» **BRIEF**: Lines with "Code": please show every one of them from the listing below.

» **INFORMATION**:
== Segment start ==
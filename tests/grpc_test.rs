//! OTLP/gRPC metrics service, called in-process.

mod common;

use common::*;
use opentelemetry_proto::tonic::collector::metrics::v1::metrics_service_server::MetricsService;
use pulseops_lib::receiver::grpc::OtlpMetricsService;
use pulseops_lib::storage::InMemoryStore;
use std::sync::Arc;
use tonic::{Code, Request};

#[tokio::test]
async fn test_export_writes_rows() {
    let store = Arc::new(InMemoryStore::new());
    let app = app_with(store.clone());
    let service = OtlpMetricsService::new(Arc::clone(app.ingestor()));

    let request = gauge_request("edge-3", "system.cpu.percent", &[(T0_MS, 12.0), (T0_MS + 1000, 13.0)]);
    let response = service.export(Request::new(request)).await.unwrap().into_inner();

    assert!(response.partial_success.is_none());
    assert_eq!(store.row_count(), 2);
}

#[tokio::test]
async fn test_unset_timestamps_reported_as_rejected() {
    let store = Arc::new(InMemoryStore::new());
    let app = app_with(store.clone());
    let service = OtlpMetricsService::new(Arc::clone(app.ingestor()));

    let mut request = gauge_request("edge-3", "system.cpu.percent", &[(T0_MS, 1.0), (T0_MS + 1, 2.0)]);
    if let Some(opentelemetry_proto::tonic::metrics::v1::metric::Data::Gauge(gauge)) =
        &mut request.resource_metrics[0].scope_metrics[0].metrics[0].data
    {
        gauge.data_points[1].time_unix_nano = 0;
    }

    let response = service.export(Request::new(request)).await.unwrap().into_inner();
    let partial = response.partial_success.unwrap();
    assert_eq!(partial.rejected_data_points, 1);
    assert_eq!(store.row_count(), 1);
}

#[tokio::test]
async fn test_partial_write_reported() {
    let store = FlakyStore::new();
    store.fail_every_nth_write(2);
    let app = app_with(store.clone());
    let service = OtlpMetricsService::new(Arc::clone(app.ingestor()));

    let points: Vec<(i64, f64)> = (0..4).map(|i| (T0_MS + i, 1.0)).collect();
    let response = service
        .export(Request::new(gauge_request("edge-1", "m", &points)))
        .await
        .unwrap()
        .into_inner();

    let partial = response.partial_success.unwrap();
    assert_eq!(partial.rejected_data_points, 2);
    assert!(partial.error_message.contains("write timeout"));
}

#[tokio::test]
async fn test_storage_down_is_unavailable_status() {
    let store = FlakyStore::new();
    store.fail_all_writes();
    let app = app_with(store.clone());
    let service = OtlpMetricsService::new(Arc::clone(app.ingestor()));

    let status = service
        .export(Request::new(gauge_request("edge-1", "m", &[(T0_MS, 1.0)])))
        .await
        .unwrap_err();

    assert_eq!(status.code(), Code::Unavailable);
}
== Segment end ==
» **WRITTEN ANSWER**:
use tonic::{Code, Request};
    assert_eq!(status.code(), Code::Unavailable);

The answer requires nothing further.